Marrying the comfort of a friend’s living room with the chicness of a bar and lounge, NOUN, a new day-to-night cafe in Los Angeles’s Marina del Rey, offers a warm yet stylish place to gather. Alums of cult coffee brand Menotti’s tapped Warkentin Associates to outfit the 1,500-square-foot space. The design studio, based in Los Angeles and New York and established in 2023, was tasked with delivering a design that transitions from daytime espresso to nighttime imbibes.

The designers mixed and matched references to achieve an eclectic kind of comfort. Postmodernism, ’90s coffee shops, and the ideal artist living room were all points of inspiration. This informed the equally diverse furnishings that make up the seating and working areas in the space, from the two main soft seating areas to the more formal desking peppered around them. The furnishings blend “low” design, or design with more industrial materials with elevated selections, with “high” or more recognizable design.

Of the latter, the studio used a Noguchi pendant, a custom blue-lacquered table that forms the communal seating, a rug by Nordic Knots that defines one of two seating zones, a 1970s smoked glass and chrome coffee table by Gianfranco Frattini for Cassina, vintage Italian postmodern chairs from the ’90s, a 1970s De Sede leather sofa, and custom wood totems which refer to the playfulness of Ettore Sottsass.

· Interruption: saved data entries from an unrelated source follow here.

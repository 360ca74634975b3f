//! The semantic graph model.
//!
//! A [`SemanticGraph`] owns two arenas, nodes and edges, addressed by
//! [`NodeIdx`] and [`EdgeIdx`]. Graphs are assembled through a
//! [`GraphBuilder`] and are immutable once built.

use smol_str::SmolStr;

use super::error::GraphError;
use crate::base::constants::{DATE_ENTITY, NAME_CONCEPT, NAME_REL, OP_PREFIX};
use crate::base::{EdgeIdx, NodeIdx};

// ============================================================================
// NODES AND EDGES
// ============================================================================

/// A graph node: either a variable carrying a concept, or a constant.
#[derive(Clone, Debug, PartialEq, Eq)]
pub struct Node {
    /// Concept for variables (`want-01`), literal value for constants (`"Obama"`, `100`).
    pub concept: SmolStr,
    /// Variable name; `None` for constants.
    pub var: Option<SmolStr>,
    /// Outgoing edges, in source order.
    pub v_edges: Vec<EdgeIdx>,
    /// Incoming edges.
    pub p_edges: Vec<EdgeIdx>,
}

impl Node {
    pub fn is_const(&self) -> bool {
        self.var.is_none()
    }

    /// Display string of the node: its concept or literal value.
    pub fn node_str(&self) -> &str {
        &self.concept
    }

    /// A constant that parses as a number.
    pub fn is_number(&self) -> bool {
        self.is_const() && self.concept.parse::<f64>().is_ok()
    }

    /// Concepts with a PropBank-style sense suffix, e.g. `want-01`.
    pub fn is_predicate(&self) -> bool {
        if self.is_const() {
            return false;
        }
        match self.concept.rsplit_once('-') {
            Some((lemma, sense)) => {
                !lemma.is_empty()
                    && !sense.is_empty()
                    && sense.bytes().all(|b| b.is_ascii_digit())
            }
            None => false,
        }
    }

    /// Entity-like concepts (`date-entity`, `monetary-quantity`, ...).
    pub fn is_entity_concept(&self) -> bool {
        !self.is_const()
            && (self.concept.ends_with("-entity") || self.concept.ends_with("-quantity"))
    }

    pub fn is_date_entity(&self) -> bool {
        !self.is_const() && self.concept == DATE_ENTITY
    }
}

/// A labeled, directed edge from `head` to `tail`.
#[derive(Clone, Debug, PartialEq, Eq)]
pub struct Edge {
    pub label: SmolStr,
    pub head: NodeIdx,
    pub tail: NodeIdx,
}

impl Edge {
    /// Operator relations: `op1`, `op2`, ...
    pub fn is_op(&self) -> bool {
        self.label.starts_with(OP_PREFIX)
    }

    /// Position of an operator relation (`op3` → 3).
    pub fn op_position(&self) -> Option<u32> {
        self.label.strip_prefix(OP_PREFIX)?.parse().ok()
    }
}

// ============================================================================
// GRAPH
// ============================================================================

/// A rooted, labeled, directed graph representing the meaning of one sentence.
#[derive(Clone, Debug, PartialEq, Eq)]
pub struct SemanticGraph {
    nodes: Vec<Node>,
    edges: Vec<Edge>,
    root: NodeIdx,
}

impl SemanticGraph {
    pub fn builder() -> GraphBuilder {
        GraphBuilder::default()
    }

    pub fn root(&self) -> NodeIdx {
        self.root
    }

    pub fn node(&self, idx: NodeIdx) -> &Node {
        &self.nodes[idx.index()]
    }

    pub fn edge(&self, idx: EdgeIdx) -> &Edge {
        &self.edges[idx.index()]
    }

    pub fn get_node(&self, idx: NodeIdx) -> Option<&Node> {
        self.nodes.get(idx.index())
    }

    pub fn get_edge(&self, idx: EdgeIdx) -> Option<&Edge> {
        self.edges.get(idx.index())
    }

    pub fn node_count(&self) -> usize {
        self.nodes.len()
    }

    pub fn edge_count(&self) -> usize {
        self.edges.len()
    }

    pub fn nodes(&self) -> impl Iterator<Item = (NodeIdx, &Node)> + '_ {
        self.nodes
            .iter()
            .enumerate()
            .map(|(i, n)| (NodeIdx::from(i), n))
    }

    pub fn edges(&self) -> impl Iterator<Item = (EdgeIdx, &Edge)> + '_ {
        self.edges
            .iter()
            .enumerate()
            .map(|(i, e)| (EdgeIdx::from(i), e))
    }

    /// Outgoing edges of `idx` with their targets, in source order.
    pub fn children(&self, idx: NodeIdx) -> impl Iterator<Item = (EdgeIdx, &Edge)> + '_ {
        self.node(idx)
            .v_edges
            .iter()
            .map(move |&e| (e, self.edge(e)))
    }

    /// The first incoming edge of a node, if any.
    pub fn parent_edge(&self, idx: NodeIdx) -> Option<EdgeIdx> {
        self.node(idx).p_edges.first().copied()
    }

    /// The name node of a named-entity root.
    pub fn name_node(&self, idx: NodeIdx) -> Option<NodeIdx> {
        self.children(idx)
            .find(|(_, e)| e.label == NAME_REL && self.node(e.tail).concept == NAME_CONCEPT)
            .map(|(_, e)| e.tail)
    }

    /// A node is a named-entity root when it has a `name` edge to a `name` node.
    pub fn is_named_entity(&self, idx: NodeIdx) -> bool {
        self.name_node(idx).is_some()
    }

    /// Surface tokens of a named entity: the `opN` values of its name node, by N.
    pub fn named_entity_mention(&self, idx: NodeIdx) -> Vec<String> {
        let Some(name) = self.name_node(idx) else {
            return Vec::new();
        };
        let mut ops: Vec<(u32, &str)> = self
            .children(name)
            .filter_map(|(_, e)| e.op_position().map(|pos| (pos, self.node(e.tail).node_str())))
            .collect();
        ops.sort_by_key(|(pos, _)| *pos);
        ops.into_iter()
            .map(|(_, s)| s.trim_matches('"').to_string())
            .collect()
    }

    /// True when some edge points from a node back to itself.
    pub fn has_self_cycle(&self) -> bool {
        self.edges.iter().any(|e| e.head == e.tail)
    }
}

// ============================================================================
// BUILDER
// ============================================================================

/// Incremental constructor for [`SemanticGraph`].
///
/// Edges must reference nodes added to the same builder; [`GraphBuilder::build`]
/// checks that invariant along with the root.
#[derive(Debug, Default)]
pub struct GraphBuilder {
    nodes: Vec<Node>,
    edges: Vec<Edge>,
}

impl GraphBuilder {
    /// Add a variable node carrying a concept.
    pub fn node(&mut self, var: impl Into<SmolStr>, concept: impl Into<SmolStr>) -> NodeIdx {
        self.push(Node {
            concept: concept.into(),
            var: Some(var.into()),
            v_edges: Vec::new(),
            p_edges: Vec::new(),
        })
    }

    /// Add a constant node.
    pub fn constant(&mut self, value: impl Into<SmolStr>) -> NodeIdx {
        self.push(Node {
            concept: value.into(),
            var: None,
            v_edges: Vec::new(),
            p_edges: Vec::new(),
        })
    }

    /// Add an edge `head --label--> tail`. A leading `:` on the label is dropped.
    pub fn edge(&mut self, head: NodeIdx, label: &str, tail: NodeIdx) -> EdgeIdx {
        let idx = EdgeIdx::from(self.edges.len());
        self.edges.push(Edge {
            label: SmolStr::new(label.strip_prefix(':').unwrap_or(label)),
            head,
            tail,
        });
        if let Some(n) = self.nodes.get_mut(head.index()) {
            n.v_edges.push(idx);
        }
        if let Some(n) = self.nodes.get_mut(tail.index()) {
            n.p_edges.push(idx);
        }
        idx
    }

    pub(super) fn set_concept(&mut self, idx: NodeIdx, concept: SmolStr) {
        if let Some(n) = self.nodes.get_mut(idx.index()) {
            n.concept = concept;
        }
    }

    pub fn node_count(&self) -> usize {
        self.nodes.len()
    }

    fn push(&mut self, node: Node) -> NodeIdx {
        let idx = NodeIdx::from(self.nodes.len());
        self.nodes.push(node);
        idx
    }

    /// Finish the graph with the given root.
    pub fn build(self, root: NodeIdx) -> Result<SemanticGraph, GraphError> {
        if root.index() >= self.nodes.len() {
            return Err(GraphError::MissingRoot(root));
        }
        for (i, e) in self.edges.iter().enumerate() {
            for node in [e.head, e.tail] {
                if node.index() >= self.nodes.len() {
                    return Err(GraphError::DanglingEdge {
                        edge: EdgeIdx::from(i),
                        node,
                    });
                }
            }
        }
        Ok(SemanticGraph {
            nodes: self.nodes,
            edges: self.edges,
            root,
        })
    }
}
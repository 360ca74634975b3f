//! Run configuration.

use std::path::{Path, PathBuf};

use crate::base::constants::{DEFAULT_MIN_FREQ, LEMMA_FILE, TOKEN_FILE};
use crate::categorize::Thresholds;

/// What to do with a sentence whose processing fails.
#[derive(Clone, Copy, Debug, Default, PartialEq, Eq)]
pub enum FailurePolicy {
    /// Stop the run at the first failing sentence, before writing output.
    #[default]
    Abort,
    /// Log the failure and write empty lines for that sentence.
    Skip,
}

/// Configuration of a corpus run
#[derive(Debug, Clone)]
pub struct LinearizeConfig {
    /// Directory holding `amr`, `alignment`, `token`/`lemmatized_token` and `pos`.
    pub data_dir: PathBuf,
    /// Directory receiving `amrseq`, `tokseq` and `mapseq`.
    pub run_dir: PathBuf,
    /// Directory the corpus statistics are written to or read from.
    pub stats_dir: PathBuf,
    /// Read lemmas instead of surface tokens.
    pub use_lemma: bool,
    /// Load statistics from `stats_dir` instead of collecting them.
    pub use_stats: bool,
    pub min_pred_freq: usize,
    pub min_var_freq: usize,
    /// Categorize concepts rarer than the thresholds as `PRED` / `NONPRED`.
    pub index_unknown: bool,
    pub failure_policy: FailurePolicy,
}

impl Default for LinearizeConfig {
    fn default() -> Self {
        Self {
            data_dir: PathBuf::from("."),
            run_dir: PathBuf::from("."),
            stats_dir: PathBuf::from("stats"),
            use_lemma: false,
            use_stats: false,
            min_pred_freq: DEFAULT_MIN_FREQ,
            min_var_freq: DEFAULT_MIN_FREQ,
            index_unknown: false,
            failure_policy: FailurePolicy::Abort,
        }
    }
}

impl LinearizeConfig {
    pub fn new(data_dir: impl Into<PathBuf>, run_dir: impl Into<PathBuf>) -> Self {
        let run_dir = run_dir.into();
        Self {
            data_dir: data_dir.into(),
            stats_dir: run_dir.join("stats"),
            run_dir,
            ..Self::default()
        }
    }

    pub fn with_stats_dir(mut self, stats_dir: impl Into<PathBuf>) -> Self {
        self.stats_dir = stats_dir.into();
        self
    }

    pub fn with_lemma(mut self, use_lemma: bool) -> Self {
        self.use_lemma = use_lemma;
        self
    }

    pub fn with_stats(mut self, use_stats: bool) -> Self {
        self.use_stats = use_stats;
        self
    }

    pub fn with_min_freq(mut self, pred: usize, var: usize) -> Self {
        self.min_pred_freq = pred;
        self.min_var_freq = var;
        self
    }

    pub fn with_index_unknown(mut self, index_unknown: bool) -> Self {
        self.index_unknown = index_unknown;
        self
    }

    pub fn with_failure_policy(mut self, policy: FailurePolicy) -> Self {
        self.failure_policy = policy;
        self
    }

    pub fn thresholds(&self) -> Thresholds {
        Thresholds {
            pred: self.min_pred_freq,
            var: self.min_var_freq,
        }
    }

    /// Path of the token stream, depending on `use_lemma`.
    pub fn token_path(&self) -> PathBuf {
        let name = if self.use_lemma { LEMMA_FILE } else { TOKEN_FILE };
        self.data_dir.join(name)
    }

    pub fn data_file(&self, name: &str) -> PathBuf {
        self.data_dir.join(name)
    }

    pub fn run_file(&self, name: &str) -> PathBuf {
        self.run_dir.join(name)
    }

    pub fn stats_dir(&self) -> &Path {
        &self.stats_dir
    }
}
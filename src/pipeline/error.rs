//! Error types for sentence processing and corpus runs.

use std::path::PathBuf;

use thiserror::Error;

use crate::align::AlignmentError;
use crate::categorize::StatsError;
use crate::graph::GraphError;
use crate::linearize::TraversalError;

/// Why a single sentence could not be processed.
#[derive(Debug, Clone, PartialEq, Eq, Error)]
pub enum SentenceError {
    #[error(transparent)]
    Alignment(#[from] AlignmentError),

    #[error(transparent)]
    Traversal(#[from] TraversalError),

    #[error("{tokens} tokens but {pos} part-of-speech tags")]
    PosMismatch { tokens: usize, pos: usize },
}

/// Errors that end a corpus run.
#[derive(Debug, Error)]
pub enum PipelineError {
    #[error("IO error: {0}")]
    Io(#[from] std::io::Error),

    #[error("cannot read {path}: {source}")]
    Read {
        path: PathBuf,
        #[source]
        source: std::io::Error,
    },

    /// The parallel input streams disagree on the number of sentences.
    #[error("input shape mismatch: {graphs} graphs, {alignments} alignments, {tokens} token lines, {pos} pos lines")]
    InputShapeMismatch {
        graphs: usize,
        alignments: usize,
        tokens: usize,
        pos: usize,
    },

    #[error("invalid graph file {path}: {source}")]
    Graph {
        path: PathBuf,
        #[source]
        source: GraphError,
    },

    #[error(transparent)]
    Stats(#[from] StatsError),

    /// A sentence failed under [`FailurePolicy::Abort`](super::FailurePolicy::Abort).
    #[error("sentence {index} failed: {source}")]
    SentenceFailed {
        index: usize,
        #[source]
        source: SentenceError,
    },
}

impl PipelineError {
    pub fn read(path: impl Into<PathBuf>, source: std::io::Error) -> Self {
        Self::Read {
            path: path.into(),
            source,
        }
    }
}
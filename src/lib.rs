//! # amr2seq
//!
//! Linearization of AMR-style semantic graphs into bracketed symbol
//! sequences, with token alignments reconciled into categorized spans.
//!
//! ## Module Structure (dependency order)
//!
//! ```text
//! pipeline    → Corpus loading, parallel runs, output streams
//!   ↓
//! linearize   → DFS traversal with reentrancy, token collapse, span audit
//!   ↓
//! categorize  → Corpus statistics, categorization oracle
//!   ↓
//! align       → Alignment records, reconciliation, span merging, conflicts
//!   ↓
//! graph       → Graph model, PENMAN reader (logos), addresses, fragments
//!   ↓
//! base        → Primitives (NodeIdx, EdgeIdx, TokenSpan, constants)
//! ```
//!
//! The library only emits `tracing` events; installing a subscriber is up
//! to the host application.

// ============================================================================
// MODULES (dependency order: base → graph → align → categorize → linearize → pipeline)
// ============================================================================

/// Foundation types: typed indices, token spans, shared symbols
pub mod base;

/// Semantic graphs: model, PENMAN reader, fragment addresses, fragments
pub mod graph;

/// Token ↔ graph alignment: reconciliation, span merging, conflict resolution
pub mod align;

/// Corpus statistics and the categorization oracle
pub mod categorize;

/// Depth-first linearization and token collapse
pub mod linearize;

/// Corpus driver: configuration, input streams, runs
pub mod pipeline;

// Re-export foundation types
pub use base::{EdgeIdx, NodeIdx, TokenSpan};

pub use align::{AlignmentError, AlignmentRecord};
pub use categorize::{AmrStats, CategoryDecision, Categorizer, FrequencyCategorizer, Thresholds};
pub use graph::{GraphError, SemanticGraph, parse_graph, parse_graphs};
pub use linearize::{SentenceOutput, SpanAudit, TraversalError, linearize};
pub use pipeline::{
    FailurePolicy, LinearizeConfig, Pipeline, PipelineError, RunReport, SentenceError,
    process_sentence,
};
//! Token ↔ graph alignment: reconciliation, span merging and conflict resolution.
//!
//! ```text
//! "3-1.2" records ─► reconcile ─► NodeMapping (node → spans, op/role tokens)
//!                                   │
//!                  entity spans ◄───┤ collect_candidates
//!                                   ▼
//!                          candidate spans per node
//!                                   │ categorized_spans (+ category labels)
//!                                   ▼
//!                         ResolvedSpans (non-overlapping)
//! ```

mod candidates;
mod conflict;
mod entity;
mod error;
mod merge;
mod reconcile;
mod record;

pub use candidates::{CandidateSpans, EntityAlignmentCounts, collect_candidates};
pub use conflict::{ResolvedSpans, categorized_spans};
pub use entity::{EntitySpans, all_aligned_spans, remove_redundant};
pub use error::AlignmentError;
pub use merge::{merge_span_map, merge_spans};
pub use reconcile::{
    AnchoredToken, FragmentMapping, NodeMapping, Reconciliation, build_bimap, extract_fragments,
    extract_node_mapping, rebuild_fragment_map, reconcile,
};
pub use record::{AlignmentRecord, parse_records};
//! Corpus driver.
//!
//! ```text
//! Corpus::load ──► statistics (collect + persist | load)
//!                      │ frozen, shared read-only
//!                      ▼
//!        sentences ─par_iter─► process_sentence ─► SentenceOutput
//!                                                      │ input order
//!                                                      ▼
//!                                     run_dir/{amrseq, tokseq, mapseq}
//! ```

mod config;
mod corpus;
mod error;
mod report;
mod runner;
mod sentence;

pub use config::{FailurePolicy, LinearizeConfig};
pub use corpus::{Corpus, Sentence};
pub use error::{PipelineError, SentenceError};
pub use report::RunReport;
pub use runner::{Pipeline, write_outputs};
pub use sentence::{ProcessedSentence, process_sentence};
#![allow(dead_code)]

pub mod corpus_fixtures;
//! Token sequence collapse over the winning spans.

use rustc_hash::FxHashMap;
use smol_str::{SmolStr, format_smolstr};

use super::output::SpanAudit;
use crate::align::ResolvedSpans;
use crate::base::NodeIdx;
use crate::graph::SemanticGraph;

/// The token side of a sentence after categorization.
#[derive(Clone, Debug, Default, PartialEq, Eq)]
pub struct Collapsed {
    pub tok_seq: Vec<SmolStr>,
    pub audits: Vec<SpanAudit>,
    /// Indexed label (`NE_person-0`) per node that won a span. A node with
    /// several spans keeps the label of its last one.
    pub node_labels: FxHashMap<NodeIdx, SmolStr>,
}

/// Replace every winning span by its indexed label.
///
/// Labels are numbered per category in token order. Tokens inside a span
/// other than its first are dropped; uncovered tokens pass through.
pub fn collapse<S: AsRef<str>>(
    graph: &SemanticGraph,
    tokens: &[S],
    resolved: &ResolvedSpans,
) -> Collapsed {
    let mut counters: FxHashMap<SmolStr, usize> = FxHashMap::default();
    let mut out = Collapsed::default();

    for (index, token) in tokens.iter().enumerate() {
        if !resolved.covered.contains(&index) {
            out.tok_seq.push(SmolStr::new(token.as_ref()));
            continue;
        }
        let Some((span, node, label)) = resolved.span_at(index) else {
            continue;
        };

        let counter = counters.entry(label.clone()).or_default();
        let indexed = format_smolstr!("{label}-{counter}");
        *counter += 1;

        let surface = span
            .slice(tokens)
            .iter()
            .map(AsRef::as_ref)
            .collect::<Vec<&str>>()
            .join(" ");
        out.audits.push(SpanAudit {
            span,
            surface,
            node,
            node_str: SmolStr::new(graph.node(node).node_str()),
            label: indexed.clone(),
        });
        out.node_labels.insert(node, indexed.clone());
        out.tok_seq.push(indexed);
    }
    out
}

On the other hand, lower-end design utilizes commonplace materials: the side tables were made from inexpensive concrete pavers, window treatments rely on painters’ drop cloth normally used by contractors, and found objects round things out.


The main counter sits beneath white panels, pierced through with sloping, striped columns. The bar, made up of builders bricks and stainless steel, houses NOUN’s bottled espresso. (There are no traditional espresso machines on premisis, rather the coffee concept prefers to do all extraction beforehand.)


Tropical plants and portable lights are the finishing touches to the lived-in yet elegant interior. The mismatched approach creates a balanced whole to accommodate myriad social or working interactions.